- [ENTRIES SUPPLIED]:
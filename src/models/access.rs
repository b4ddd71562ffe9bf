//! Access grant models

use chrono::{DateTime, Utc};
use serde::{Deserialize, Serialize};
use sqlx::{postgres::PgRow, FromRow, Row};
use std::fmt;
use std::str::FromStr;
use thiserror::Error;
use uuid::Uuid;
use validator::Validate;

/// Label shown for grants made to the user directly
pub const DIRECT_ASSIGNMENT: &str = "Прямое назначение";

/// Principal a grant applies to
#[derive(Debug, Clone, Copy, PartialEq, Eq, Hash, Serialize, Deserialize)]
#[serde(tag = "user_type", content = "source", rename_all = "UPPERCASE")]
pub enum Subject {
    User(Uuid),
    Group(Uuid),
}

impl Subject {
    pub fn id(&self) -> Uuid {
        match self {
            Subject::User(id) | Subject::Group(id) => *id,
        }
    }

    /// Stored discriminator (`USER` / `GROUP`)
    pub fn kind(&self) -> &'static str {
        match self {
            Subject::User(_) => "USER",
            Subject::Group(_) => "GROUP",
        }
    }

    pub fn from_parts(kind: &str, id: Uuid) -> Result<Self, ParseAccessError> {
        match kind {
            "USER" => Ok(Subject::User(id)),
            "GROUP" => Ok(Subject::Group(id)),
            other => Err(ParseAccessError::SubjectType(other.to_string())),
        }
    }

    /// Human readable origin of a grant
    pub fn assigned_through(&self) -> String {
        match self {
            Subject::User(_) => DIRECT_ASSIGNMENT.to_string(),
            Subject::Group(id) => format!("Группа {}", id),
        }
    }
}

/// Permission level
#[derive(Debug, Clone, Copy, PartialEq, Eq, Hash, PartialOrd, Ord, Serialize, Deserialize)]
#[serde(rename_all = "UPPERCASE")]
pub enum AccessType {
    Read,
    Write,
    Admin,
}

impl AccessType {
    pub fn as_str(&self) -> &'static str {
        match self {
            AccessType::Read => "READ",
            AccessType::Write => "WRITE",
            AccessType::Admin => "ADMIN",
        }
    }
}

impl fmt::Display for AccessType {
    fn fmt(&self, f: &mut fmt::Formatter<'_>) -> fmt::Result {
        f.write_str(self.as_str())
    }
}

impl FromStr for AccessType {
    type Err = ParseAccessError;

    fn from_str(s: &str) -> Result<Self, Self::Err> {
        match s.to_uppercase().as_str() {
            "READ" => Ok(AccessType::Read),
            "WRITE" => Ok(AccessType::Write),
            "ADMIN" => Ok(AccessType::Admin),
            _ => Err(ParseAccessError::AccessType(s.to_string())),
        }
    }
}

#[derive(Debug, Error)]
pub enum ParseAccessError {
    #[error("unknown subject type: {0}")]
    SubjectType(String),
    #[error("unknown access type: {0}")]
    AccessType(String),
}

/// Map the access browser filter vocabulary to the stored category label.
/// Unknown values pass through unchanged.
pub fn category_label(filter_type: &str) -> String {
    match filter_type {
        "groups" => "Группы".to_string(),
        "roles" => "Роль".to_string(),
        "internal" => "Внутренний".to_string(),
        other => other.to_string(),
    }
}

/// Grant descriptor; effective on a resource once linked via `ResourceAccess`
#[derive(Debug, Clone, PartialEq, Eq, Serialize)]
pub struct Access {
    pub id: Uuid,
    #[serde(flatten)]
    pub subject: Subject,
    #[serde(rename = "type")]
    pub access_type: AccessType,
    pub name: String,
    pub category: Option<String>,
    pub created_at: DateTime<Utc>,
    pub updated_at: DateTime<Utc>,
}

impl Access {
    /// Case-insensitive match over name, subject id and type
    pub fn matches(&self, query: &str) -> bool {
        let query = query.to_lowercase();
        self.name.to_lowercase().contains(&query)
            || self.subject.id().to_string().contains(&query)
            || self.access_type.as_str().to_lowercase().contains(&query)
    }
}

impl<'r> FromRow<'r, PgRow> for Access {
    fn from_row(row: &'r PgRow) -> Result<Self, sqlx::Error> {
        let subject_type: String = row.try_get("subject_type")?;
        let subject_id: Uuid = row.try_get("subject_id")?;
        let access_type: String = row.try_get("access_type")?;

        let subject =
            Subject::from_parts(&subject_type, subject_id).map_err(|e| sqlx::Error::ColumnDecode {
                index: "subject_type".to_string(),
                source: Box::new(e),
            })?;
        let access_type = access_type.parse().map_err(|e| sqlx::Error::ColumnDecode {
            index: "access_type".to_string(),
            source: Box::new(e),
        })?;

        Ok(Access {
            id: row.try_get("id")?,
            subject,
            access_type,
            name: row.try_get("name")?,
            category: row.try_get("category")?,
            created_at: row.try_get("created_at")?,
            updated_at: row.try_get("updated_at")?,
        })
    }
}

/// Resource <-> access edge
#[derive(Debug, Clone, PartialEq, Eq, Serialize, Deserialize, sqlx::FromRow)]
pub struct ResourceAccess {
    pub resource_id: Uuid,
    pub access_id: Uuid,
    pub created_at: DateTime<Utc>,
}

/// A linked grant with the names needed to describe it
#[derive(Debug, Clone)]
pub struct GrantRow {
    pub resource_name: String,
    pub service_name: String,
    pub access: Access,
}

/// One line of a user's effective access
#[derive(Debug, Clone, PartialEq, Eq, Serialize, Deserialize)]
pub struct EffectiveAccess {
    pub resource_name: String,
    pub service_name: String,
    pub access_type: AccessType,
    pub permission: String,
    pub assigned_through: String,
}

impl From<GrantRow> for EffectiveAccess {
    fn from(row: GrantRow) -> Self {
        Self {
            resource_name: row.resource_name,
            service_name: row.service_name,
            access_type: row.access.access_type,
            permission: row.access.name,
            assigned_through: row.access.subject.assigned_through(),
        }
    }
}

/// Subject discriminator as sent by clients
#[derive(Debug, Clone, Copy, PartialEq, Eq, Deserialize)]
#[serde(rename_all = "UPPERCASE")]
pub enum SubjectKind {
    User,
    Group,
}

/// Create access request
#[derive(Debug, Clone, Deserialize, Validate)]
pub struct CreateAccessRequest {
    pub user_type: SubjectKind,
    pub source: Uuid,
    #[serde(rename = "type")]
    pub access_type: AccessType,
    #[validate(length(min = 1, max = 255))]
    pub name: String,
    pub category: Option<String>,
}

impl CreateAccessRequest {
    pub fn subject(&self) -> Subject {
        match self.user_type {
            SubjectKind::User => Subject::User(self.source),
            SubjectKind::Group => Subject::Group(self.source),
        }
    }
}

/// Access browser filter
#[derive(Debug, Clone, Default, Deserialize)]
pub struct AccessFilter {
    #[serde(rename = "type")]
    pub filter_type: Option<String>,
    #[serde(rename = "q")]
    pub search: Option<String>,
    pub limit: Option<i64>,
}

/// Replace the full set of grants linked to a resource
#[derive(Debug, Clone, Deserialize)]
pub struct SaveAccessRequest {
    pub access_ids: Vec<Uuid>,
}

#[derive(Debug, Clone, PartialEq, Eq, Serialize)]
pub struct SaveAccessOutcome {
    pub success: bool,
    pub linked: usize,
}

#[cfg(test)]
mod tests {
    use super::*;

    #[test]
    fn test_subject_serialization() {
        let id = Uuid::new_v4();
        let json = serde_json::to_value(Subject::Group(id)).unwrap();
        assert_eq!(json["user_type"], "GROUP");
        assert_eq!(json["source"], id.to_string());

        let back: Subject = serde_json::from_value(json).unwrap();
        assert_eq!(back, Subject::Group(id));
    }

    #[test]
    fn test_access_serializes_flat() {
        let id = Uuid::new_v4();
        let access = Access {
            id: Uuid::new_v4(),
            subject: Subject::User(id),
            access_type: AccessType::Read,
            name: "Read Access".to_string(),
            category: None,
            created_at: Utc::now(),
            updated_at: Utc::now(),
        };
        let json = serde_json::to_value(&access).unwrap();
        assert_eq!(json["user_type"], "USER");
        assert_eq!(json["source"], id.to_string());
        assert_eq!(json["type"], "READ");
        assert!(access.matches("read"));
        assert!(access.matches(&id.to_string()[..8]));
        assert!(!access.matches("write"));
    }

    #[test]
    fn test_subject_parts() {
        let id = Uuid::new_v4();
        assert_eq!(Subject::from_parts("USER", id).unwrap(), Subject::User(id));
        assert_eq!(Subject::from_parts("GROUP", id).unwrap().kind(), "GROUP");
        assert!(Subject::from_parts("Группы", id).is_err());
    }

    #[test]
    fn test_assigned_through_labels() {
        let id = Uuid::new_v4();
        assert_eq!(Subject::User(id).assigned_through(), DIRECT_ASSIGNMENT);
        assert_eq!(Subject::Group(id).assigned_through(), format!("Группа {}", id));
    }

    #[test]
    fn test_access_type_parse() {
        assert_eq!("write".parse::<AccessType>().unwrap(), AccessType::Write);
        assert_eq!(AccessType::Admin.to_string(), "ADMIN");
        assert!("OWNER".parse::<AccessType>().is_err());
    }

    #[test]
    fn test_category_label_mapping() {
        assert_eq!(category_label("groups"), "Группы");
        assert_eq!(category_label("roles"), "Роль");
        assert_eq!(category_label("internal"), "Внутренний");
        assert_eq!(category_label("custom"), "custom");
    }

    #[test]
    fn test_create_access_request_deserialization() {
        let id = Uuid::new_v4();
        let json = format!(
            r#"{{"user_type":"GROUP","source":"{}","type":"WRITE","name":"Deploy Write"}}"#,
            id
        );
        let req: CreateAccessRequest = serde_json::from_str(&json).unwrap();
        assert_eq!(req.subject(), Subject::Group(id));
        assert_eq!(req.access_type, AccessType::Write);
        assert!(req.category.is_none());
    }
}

- [WHAT YOU HAVE TO DO]: Retype exactly the lines from the first line of the records above through the line containing "pub const DIRECT_ASSIGNMENT: &str", both included, and nothing else.

- [SOLUTION TO THE EXERCISE]:
filename src/models/access.rs
repository b4ddd71562ffe9bf
//! Access grant models

use chrono::{DateTime, Utc};
use serde::{Deserialize, Serialize};
use sqlx::{postgres::PgRow, FromRow, Row};
use std::fmt;
use std::str::FromStr;
use thiserror::Error;
use uuid::Uuid;
use validator::Validate;

/// Label shown for grants made to the user directly
pub const DIRECT_ASSIGNMENT: &str = "Прямое назначение";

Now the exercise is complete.